Certains l’affirment assez clairement à la RTS: «L'industrie pharmaceutique opère dans un environnement réglementaire et législatif complexe qui évolue rapidement», explique ainsi un porte-parole de Novartis. Le géant bâlois cherche donc à obtenir «des conditions-cadres favorables, essentielles pour une industrie basée sur la recherche». Pour Novartis, cela passe par le dialogue avec le monde politique. Et des dons.

Le discours de plusieurs banques et assurances est plus réservé. Leurs dons visent surtout à maintenir le système en place. Le million de Crédit Suisse est proposé aux partis «à titre de soutien politique neutre». La banque souhaite ainsi renforcer «le système de milice et promouvoir la coopération politique».

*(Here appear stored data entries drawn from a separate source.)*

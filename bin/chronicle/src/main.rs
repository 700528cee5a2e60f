//! Chronicle - BelizeChain account transaction history.
//!
//! # Usage
//!
//! ```bash
//! # Serve the GraphQL API with an in-memory cache
//! WS_URL=ws://localhost:9944 chronicle serve
//!
//! # Persist the cache in PostgreSQL
//! DATABASE_URL=postgres://localhost/chronicle chronicle serve
//!
//! # One-shot lookup, printed as JSON
//! chronicle history 5GrwvaEF5zXb26Fz9rcQpDWS57CtERHpNehXCPcNoHGKutQY --direction sent
//!
//! # Drop cached history
//! chronicle clear-cache 5Grw...
//! chronicle clear-cache --yes
//! ```

use std::io::{self, Write};
use std::sync::Arc;
use std::time::Duration;

use anyhow::{Context, Result};
use clap::{Parser, Subcommand};
use metrics_exporter_prometheus::PrometheusBuilder;
use tokio::signal;
use tokio_util::sync::CancellationToken;
use tracing::{Instrument, debug, error, info, info_span, warn};
use tracing_subscriber::{EnvFilter, fmt};

use chronicle_core::error::HistoryError;
use chronicle_core::metrics::init_metrics;
use chronicle_core::models::Asset;
use chronicle_core::ports::{CacheStore, ChainGateway, StorageHealth, SystemClock};
use chronicle_core::services::{
    BlockScanner, Classifier, ClassifierConfig, Direction, HistoryCache, HistoryConfig,
    HistoryFilter, HistoryService, ScanConfig,
};
use chronicle_graphql::{ServerConfig, build_schema, serve_with_shutdown};
use chronicle_pallets::default_registry;
use chronicle_storage::{Database, DatabaseConfig, MemoryCacheStore, PgCacheStore};
use chronicle_substrate::{SubstrateGateway, SubstrateGatewayConfig};

/// Chronicle CLI - BelizeChain transaction history.
#[derive(Parser, Debug)]
#[command(name = "chronicle")]
#[command(about = "Chronicle - account transaction history for BelizeChain")]
#[command(version)]
struct Cli {
    /// Substrate node WebSocket URL.
    #[arg(long, global = true, env = "WS_URL", default_value = "ws://127.0.0.1:9944")]
    ws_url: String,

    /// PostgreSQL URL for the history cache. In-memory when unset.
    #[arg(long, global = true, env = "DATABASE_URL")]
    database_url: Option<String>,

    /// Prometheus metrics port.
    #[arg(long, global = true, env = "METRICS_PORT", default_value = "9090")]
    metrics_port: u16,

    /// Log level (trace, debug, info, warn, error).
    #[arg(long, global = true, env = "LOG_LEVEL", default_value = "info")]
    log_level: String,

    /// Enable JSON log output.
    #[arg(long, global = true, env = "JSON_LOGS")]
    json_logs: bool,

    /// Decimals of the chain's native units.
    #[arg(long, global = true, env = "CHAIN_DECIMALS", default_value = "12")]
    chain_decimals: u32,

    /// Blocks below the chain tip covered by a scan.
    #[arg(long, global = true, env = "SCAN_LOOKBACK", default_value = "10000")]
    scan_lookback: u64,

    /// Transactions kept per account.
    #[arg(long, global = true, env = "SCAN_MAX_RESULTS", default_value = "100")]
    scan_max_results: usize,

    /// Blocks fetched ahead during a scan (1 = sequential).
    #[arg(long, global = true, env = "SCAN_CONCURRENCY", default_value = "1")]
    scan_concurrency: usize,

    /// Timeout for each node RPC call, in seconds.
    #[arg(long, global = true, env = "RPC_TIMEOUT_SECS", default_value = "10")]
    rpc_timeout_secs: u64,

    /// How long cached history is served without rescanning, in seconds.
    #[arg(long, global = true, env = "CACHE_FRESHNESS_SECS", default_value = "30")]
    cache_freshness_secs: u64,

    /// GraphQL server port.
    #[arg(long, global = true, env = "GRAPHQL_PORT", default_value = "4000")]
    graphql_port: u16,

    #[command(subcommand)]
    command: Option<Command>,
}

#[derive(Subcommand, Debug, Clone)]
enum Command {
    /// Serve the GraphQL API (default).
    Serve,
    /// Look up one account's history and print it as JSON.
    History {
        address: String,
        /// all, sent, received or staking.
        #[arg(long, default_value = "all")]
        direction: Direction,
        /// DALLA or bBZD.
        #[arg(long)]
        asset: Option<Asset>,
        #[arg(long)]
        limit: Option<usize>,
    },
    /// Drop cached history for one account, or for every account.
    ClearCache {
        address: Option<String>,
        /// Skip the confirmation prompt when clearing every account.
        #[arg(long, short = 'y')]
        yes: bool,
    },
}

#[tokio::main]
async fn main() -> Result<()> {
    dotenvy::dotenv().ok();
    let cli = Cli::parse();
    init_tracing(&cli.log_level, cli.json_logs);

    match cli.command.clone().unwrap_or(Command::Serve) {
        Command::Serve => serve(&cli).await,
        Command::History {
            address,
            direction,
            asset,
            limit,
        } => {
            let filter = HistoryFilter {
                direction,
                asset,
                limit,
            };
            history(&cli, &address, &filter).await
        }
        Command::ClearCache { address, yes } => clear_cache(&cli, address.as_deref(), yes).await,
    }
}

// =============================================================================
// Commands
// =============================================================================

async fn serve(cli: &Cli) -> Result<()> {
    // Prometheus metrics exporter (optional - failures don't crash the app)
    let metrics_addr = format!("0.0.0.0:{}", cli.metrics_port);
    let metrics_enabled = match metrics_addr.parse::<std::net::SocketAddr>() {
        Ok(metrics_addr) => {
            match PrometheusBuilder::new()
                .with_http_listener(metrics_addr)
                .install()
            {
                Ok(()) => {
                    init_metrics();
                    true
                }
                Err(e) => {
                    warn!(
                        "⚠️  Failed to start metrics exporter: {}. Continuing without metrics.",
                        e
                    );
                    false
                }
            }
        }
        Err(e) => {
            warn!("⚠️  Invalid metrics address: {}. Continuing without metrics.", e);
            false
        }
    };

    // ─────────────────────────────────────────────────────────────────────────
    // 🚀 STARTUP
    // ─────────────────────────────────────────────────────────────────────────
    info!("🚀 Starting Chronicle");
    let runtime = Runtime::build(cli).await?;

    // ─────────────────────────────────────────────────────────────────────────
    // ⚡ SERVICES START
    // ─────────────────────────────────────────────────────────────────────────
    let shutdown = CancellationToken::new();
    let schema = build_schema(runtime.service.clone(), shutdown.clone());

    let graphql_config = ServerConfig {
        host: "0.0.0.0".to_string(),
        port: cli.graphql_port,
        enable_playground: true,
    };

    let storage = runtime
        .database
        .clone()
        .map(|db| Arc::new(db) as Arc<dyn StorageHealth>);

    let server_shutdown = shutdown.clone();
    let graphql_handle = tokio::spawn(
        async move {
            let shutdown_signal = server_shutdown.cancelled_owned();
            let served = serve_with_shutdown(schema, storage, graphql_config, shutdown_signal);
            if let Err(e) = served.await {
                error!(error = %e, "❌ Server error");
            }
            debug!("Server stopped");
        }
        .instrument(info_span!("graphql")),
    );

    // ─────────────────────────────────────────────────────────────────────────
    // ✅ READY
    // ─────────────────────────────────────────────────────────────────────────
    info!("✅ Chronicle ready");
    info!("   ⚡ GraphQL:  http://localhost:{}/graphql", cli.graphql_port);
    if metrics_enabled {
        info!(
            "   📊 Metrics:  http://localhost:{}/metrics",
            cli.metrics_port
        );
    } else {
        info!("   📊 Metrics:  disabled");
    }
    info!("   Press Ctrl+C to stop");

    shutdown_signal().await;

    // ─────────────────────────────────────────────────────────────────────────
    // 🛑 SHUTDOWN
    // ─────────────────────────────────────────────────────────────────────────
    info!("🛑 Shutting down...");
    shutdown.cancel();

    match tokio::time::timeout(Duration::from_secs(10), graphql_handle).await {
        Ok(_) => debug!("GraphQL stopped"),
        Err(_) => warn!("⚠️  GraphQL shutdown timed out"),
    }

    runtime.close().await;
    info!("🛑 Shutdown complete");
    Ok(())
}

async fn history(cli: &Cli, address: &str, filter: &HistoryFilter) -> Result<()> {
    let runtime = Runtime::build(cli).await?;

    let cancel = CancellationToken::new();
    let on_interrupt = cancel.clone();
    tokio::spawn(async move {
        shutdown_signal().await;
        on_interrupt.cancel();
    });

    let result = runtime
        .service
        .get_account_history(address, filter, &cancel)
        .await;
    runtime.close().await;

    match result {
        Ok(history) => {
            let json = serde_json::to_string_pretty(&history)
                .context("Failed to serialize history")?;
            println!("{}", json);
            info!(count = history.len(), "✅ History retrieved");
            Ok(())
        }
        Err(HistoryError::Cancelled) => {
            info!("❌ Lookup cancelled");
            Ok(())
        }
        Err(e) => Err(e).context("History lookup failed"),
    }
}

async fn clear_cache(cli: &Cli, address: Option<&str>, skip_confirmation: bool) -> Result<()> {
    if address.is_none() && !skip_confirmation {
        warn!("⚠️  This will drop cached history for EVERY account");
        print!("\n🔴 Are you sure? [y/N] ");
        io::stdout().flush()?;

        let mut input = String::new();
        io::stdin().read_line(&mut input)?;

        if !input.trim().eq_ignore_ascii_case("y") {
            info!("❌ Clear cancelled");
            return Ok(());
        }
    }

    let (store, database) = open_cache_store(cli).await?;
    HistoryCache::new(store).clear(address).await;
    if let Some(db) = database {
        db.close().await;
    }

    match address {
        Some(account) => info!(account, "✅ Cache cleared"),
        None => info!("✅ Cache cleared for all accounts"),
    }
    Ok(())
}

// =============================================================================
// Wiring
// =============================================================================

/// Connected gateway, cache and the service built on them.
struct Runtime {
    service: Arc<HistoryService>,
    gateway: Arc<SubstrateGateway>,
    database: Option<Database>,
}

impl Runtime {
    async fn build(cli: &Cli) -> Result<Self> {
        let (store, database) = open_cache_store(cli).await?;

        // ─────────────────────────────────────────────────────────────────────
        // 📡 SUBSTRATE CONNECTION
        // ─────────────────────────────────────────────────────────────────────
        info!("📡 Connecting to Substrate node...");
        debug!(ws_url = %cli.ws_url, "Substrate endpoint");
        let gateway_config = SubstrateGatewayConfig {
            ws_url: cli.ws_url.clone(),
        };
        let gateway = Arc::new(
            SubstrateGateway::connect(&gateway_config)
                .await
                .context("Failed to connect to Substrate node")?,
        );

        let rpc_timeout = Duration::from_secs(cli.rpc_timeout_secs);
        let head = chain_head(gateway.as_ref(), rpc_timeout).await?;
        info!(head, "🔗 Chain connected");

        let classifier = Classifier::new(
            Arc::new(default_registry()),
            ClassifierConfig {
                decimals: cli.chain_decimals,
            },
        );
        let scanner = BlockScanner::new(
            gateway.clone(),
            Arc::new(classifier),
            ScanConfig {
                call_timeout: rpc_timeout,
                concurrency: cli.scan_concurrency,
            },
        );
        let service = HistoryService::new(
            scanner,
            HistoryCache::new(store),
            Arc::new(SystemClock),
            HistoryConfig {
                lookback: cli.scan_lookback,
                max_results: cli.scan_max_results,
                freshness: Duration::from_secs(cli.cache_freshness_secs),
            },
        );

        Ok(Self {
            service: Arc::new(service),
            gateway,
            database,
        })
    }

    async fn close(self) {
        self.gateway.close();
        if let Some(db) = self.database {
            db.close().await;
        }
    }
}

/// Current chain height, failing after `limit` when the node does not answer.
async fn chain_head(gateway: &dyn ChainGateway, limit: Duration) -> Result<u64> {
    tokio::time::timeout(limit, gateway.current_height())
        .await
        .with_context(|| format!("Chain head not received within {:?}", limit))?
        .context("Failed to read chain head")
}

/// PostgreSQL store when `DATABASE_URL` is set, in-memory otherwise.
async fn open_cache_store(cli: &Cli) -> Result<(Arc<dyn CacheStore>, Option<Database>)> {
    let Some(url) = &cli.database_url else {
        info!("🗄️  Using in-memory history cache");
        return Ok((Arc::new(MemoryCacheStore::new()), None));
    };

    debug!(database_url = %mask_password(url), "Database endpoint");
    info!("🗄️  Connecting to database...");
    let db = Database::connect(&DatabaseConfig::for_cache(url))
        .await
        .context("Failed to connect to database")?;
    db.migrate().await.context("Failed to run migrations")?;
    info!("🗄️  Database ready (migrations applied)");

    Ok((Arc::new(PgCacheStore::new(&db)), Some(db)))
}

/// Initialize tracing subscriber.
fn init_tracing(level: &str, json: bool) {
    let filter = EnvFilter::try_from_default_env().unwrap_or_else(|_| EnvFilter::new(level));

    if json {
        fmt().with_env_filter(filter).json().init();
    } else {
        fmt()
            .with_env_filter(filter)
            .with_target(false)
            .with_thread_ids(false)
            .with_file(false)
            .with_line_number(false)
            .init();
    }
}

/// Mask password in database URL for logging.
fn mask_password(url_str: &str) -> String {
    match url::Url::parse(url_str) {
        Ok(mut url) => {
            if url.password().is_some() {
                let _ = url.set_password(Some("****"));
            }
            url.to_string()
        }
        Err(_) => url_str.to_string(),
    }
}

/// Wait for shutdown signal (Ctrl+C or SIGTERM).
///
/// A signal handler that cannot be installed never fires.
async fn shutdown_signal() {
    let ctrl_c = async {
        if let Err(e) = signal::ctrl_c().await {
            error!(error = %e, "Failed to install Ctrl+C handler");
            std::future::pending::<()>().await;
        }
    };

    #[cfg(unix)]
    let terminate = async {
        match signal::unix::signal(signal::unix::SignalKind::terminate()) {
            Ok(mut sigterm) => {
                sigterm.recv().await;
            }
            Err(e) => {
                error!(error = %e, "Failed to install SIGTERM handler");
                std::future::pending::<()>().await;
            }
        }
    };

    #[cfg(not(unix))]
    let terminate = std::future::pending::<()>();

    tokio::select! {
        _ = ctrl_c => {},
        _ = terminate => {},
    }
}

Manque de transparence problématique

Les branches les plus entreprenantes auprès du monde politique n'étonnent pas Anke Tresch, chercheuse de l'Université de Lausanne, interrogée par la RTS: «Les banques, assurances et pharmas, ce sont de gros lobbies en Suisse, ils ont les moyens. Ils défendent leurs acquis», constate-t-elle.

Pour elle, le principal problème reste le manque de transparence: «Le système suisse avec son Parlement de milice fait qu'il y a une imbrication du monde politique et du monde du travail, mais on doit savoir qui défend quels intérêts, auprès de qui, et avec quels moyens.»

La gauche et des petits partis du centre espèrent éclaircir la situation avec leur initiative populaire visant la transparence des dons politiques supérieurs à 10 000 francs.

Qui reçoit combien? Mystère

Sur les cinq millions déclarés, la très grande part du gâteau va aux partis nationaux. Hormis quelques exceptions, les réponses des entreprises sur cet aspect restent vagues.

Les dons d'UBS sont par exemple destinés aux «partis nationaux engagés en faveur de l'économie de marché, de la concurrence et de la place financière suisse». Le Groupe Mutuel contribue aux formations «qui s'engagent pour un système de santé libéral». Plus direct, Swiss Life indique soutenir «les partis bourgeois».

Cinq entreprises communiquent des règles de financement plus neutres. Raiffeisen, Axa, La Mobilière, Helvetia et la Banque cantonale de Lucerne proposent des dons selon la taille des partis. Mais seule Raiffeisen a indiqué les montants attribués à chaque parti.

La banque répartit 246 000 francs en fonction du nombre de sièges au Conseil national (615 francs par siège) et au Conseil des Etats (2674 francs par siège). Les dons proposés vont ainsi de 615 francs aux petits partis, jusqu'à 57 918 francs au PS.

Le flou autour des dons aux candidats

Qu'en est-il des dons aux candidats? Quelques grandes entreprises assurent ne jamais en faire, comme UBS, Zurich Assurance, Nestlé ou Swiss. Pour le reste, le flou règne, constate encore la RTS. Aucun groupe n'a accepté de révéler les montants et l'identité des personnes bénéficiaires.

Certaines firmes contribuent à la campagne de leurs collaborateurs ou de quelques candidats sélectionnés au compte-gouttes, à hauteur de quelques milliers de francs. Le Groupe Mutuel et Axa se montrent un peu plus précis. Le premier soutient une quinzaine de candidats aux élections fédérales, avec un maximum de 2000 francs par personne. Axa déclare pour sa part donner 3000 francs à cinq politiciens qui se présentent le 20 octobre.

Les deux assureurs refusent de dévoiler les bénéficiaires. «Il appartient aux partis et aux candidats de jouer la carte de la transparence sur les dons que nous leur accordons», explique Axa. Le flou sur les campagnes est entretenu par le monde politique et les entreprises, qui se renvoient la balle.

Aucune loi fédérale n'oblige les partis à dévoiler leurs comptes, ni les entreprises ou les organisations à déclarer leurs dons politiques, rappelle enfin la RTS. Il n'est ainsi pas possible de vérifier les déclarations des entreprises et des organisations.